Back to square one as I try to breathe,

This little demon is not whats helping me,

And not a surprise 

Its name is….

Anxiety,





I try to focus on the little things,

Its the little things that count,

But as I sit there 

My heads spinning round and around,

Until it stops.

 

Finally I say as I start to go back to my lesson,

When I realise its nearly the end of the lesson,

I realise ive been down there 

having a panic attack for more than 30 minutes,

 

It’s just anxiety they say,

Ive got to get on with it,

But im just a child who needs to know 

where the support is,

I get threatened with exits,exclusions and detentions,

But if i was ‘normal’

Maybe this wouldnt happen 

,

 

I go to my teacher and tell her all of this,

then I get advice and try my best to stick with it,

I get through the day with major ups and downs 

Yet when it hits home time,

A feeling of relief hits me,

I get to go home, and be in my safe space,

Catch up on my school work and recover from the day,

 

I look at my time table and see History and English,

Both in one day!

I just hope tomorrow will be a good day,

I have my fav subjects awaiting for me 

But I cant help but feel so worried,

I think to myself “whats the worst that can happen”

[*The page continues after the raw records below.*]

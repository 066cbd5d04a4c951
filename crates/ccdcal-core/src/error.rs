use thiserror::Error;

use crate::pipeline::PipelineStage;

#[derive(Error, Debug)]
pub enum CalibrationError {
    #[error("Shape error: {0}")]
    Shape(String),

    #[error("Invalid value: {0}")]
    Value(String),

    #[error("Grouping error: {0}")]
    Grouping(String),

    #[error("Insufficient data: {0}")]
    InsufficientData(String),

    #[error("Fit quality error: {0}")]
    FitQuality(String),

    #[error("{stage} failed: {source}")]
    Stage {
        stage: PipelineStage,
        #[source]
        source: Box<CalibrationError>,
    },

    #[error("I/O error: {0}")]
    Io(#[from] std::io::Error),

    #[error("Invalid SER file: {0}")]
    InvalidSer(String),

    #[error("Invalid image dimensions: {width}x{height}")]
    InvalidDimensions { width: u32, height: u32 },

    #[error("Frame index {index} out of range (total: {total})")]
    FrameIndexOutOfRange { index: usize, total: usize },

    #[error("Image format error: {0}")]
    ImageError(#[from] image::ImageError),

    #[error("Invalid manifest: {0}")]
    Manifest(String),

    #[error("Invalid config: {0}")]
    Config(String),
}

impl CalibrationError {
    /// Wrap this error with the pipeline stage that raised it.
    pub fn at_stage(self, stage: PipelineStage) -> Self {
        Self::Stage {
            stage,
            source: Box::new(self),
        }
    }

    /// The innermost error, with any stage wrappers removed.
    pub fn root_cause(&self) -> &CalibrationError {
        match self {
            Self::Stage { source, .. } => source.root_cause(),
            other => other,
        }
    }

    /// The stage that raised this error, if it came out of the pipeline.
    pub fn stage(&self) -> Option<PipelineStage> {
        match self {
            Self::Stage { stage, .. } => Some(*stage),
            _ => None,
        }
    }
}

pub type Result<T> = std::result::Result<T, CalibrationError>;
use std::path::Path;

use image::{GrayImage, ImageBuffer, ImageFormat, Luma};
use ndarray::{Array2, ArrayView2};

use crate::error::{CalibrationError, Result};
use crate::frame::{CameraId, Frame};

/// Load a grayscale image file as raw counts.
///
/// 8-bit images are widened without rescaling, so a value of 200 stays 200.
pub fn load_counts(path: &Path, exposure_time: f64, camera: &CameraId) -> Result<Frame> {
    let img = image::open(path)?;
    let data = match img {
        image::DynamicImage::ImageLuma8(gray) => {
            let (w, h) = gray.dimensions();
            let pixels = gray.into_raw().into_iter().map(u16::from).collect();
            to_array(w, h, pixels)?
        }
        other => {
            let gray = other.into_luma16();
            let (w, h) = gray.dimensions();
            to_array(w, h, gray.into_raw())?
        }
    };
    Frame::new(data, exposure_time, camera.clone())
}

fn to_array(w: u32, h: u32, pixels: Vec<u16>) -> Result<Array2<u16>> {
    Array2::from_shape_vec((h as usize, w as usize), pixels)
        .map_err(|_| CalibrationError::InvalidDimensions { width: w, height: h })
}

/// Save a map in counts as 16-bit grayscale TIFF, rounding and clamping
/// each value into `0..=65535`.
pub fn save_map_tiff(map: ArrayView2<'_, f64>, path: &Path) -> Result<()> {
    let (h, w) = map.dim();
    let pixels: Vec<u16> = map
        .iter()
        .map(|&v| v.round().clamp(0.0, f64::from(u16::MAX)) as u16)
        .collect();

    let img = ImageBuffer::<Luma<u16>, Vec<u16>>::from_raw(w as u32, h as u32, pixels)
        .ok_or(CalibrationError::InvalidDimensions {
            width: w as u32,
            height: h as u32,
        })?;
    img.save_with_format(path, ImageFormat::Tiff)?;
    Ok(())
}

/// Save a map as 8-bit PNG stretched between its minimum and maximum,
/// for previewing.
pub fn save_map_png(map: ArrayView2<'_, f64>, path: &Path) -> Result<()> {
    let (h, w) = map.dim();
    let (lo, hi) = map
        .iter()
        .fold((f64::INFINITY, f64::NEG_INFINITY), |(lo, hi), &v| {
            (lo.min(v), hi.max(v))
        });
    let span = if hi > lo { hi - lo } else { 1.0 };

    let mut img = GrayImage::new(w as u32, h as u32);
    for ((row, col), &v) in map.indexed_iter() {
        let val = ((v - lo) / span * 255.0).round().clamp(0.0, 255.0) as u8;
        img.put_pixel(col as u32, row as u32, Luma([val]));
    }

    img.save_with_format(path, ImageFormat::Png)?;
    Ok(())
}

/// Save a map, choosing format from file extension.
pub fn save_map(map: ArrayView2<'_, f64>, path: &Path) -> Result<()> {
    match path.extension().and_then(|e| e.to_str()) {
        Some("png") => save_map_png(map, path),
        _ => save_map_tiff(map, path),
    }
}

I go to sleep awaiting for tomorrow to hit,

Yet i tell myself , It will be alright,

And eventually with a sigh of relief 

I finally start to breathe,

For this is anxiety,

Well anxiety for me,

Its not just a word,

but a little demon who haunts me,

 

I know sometimes I dont make sense,

And I can even be a bit of a nuisance

But please just be patient with me,

For when we first meet im not who youd think id be,

And Anxiety is just a little piece of me.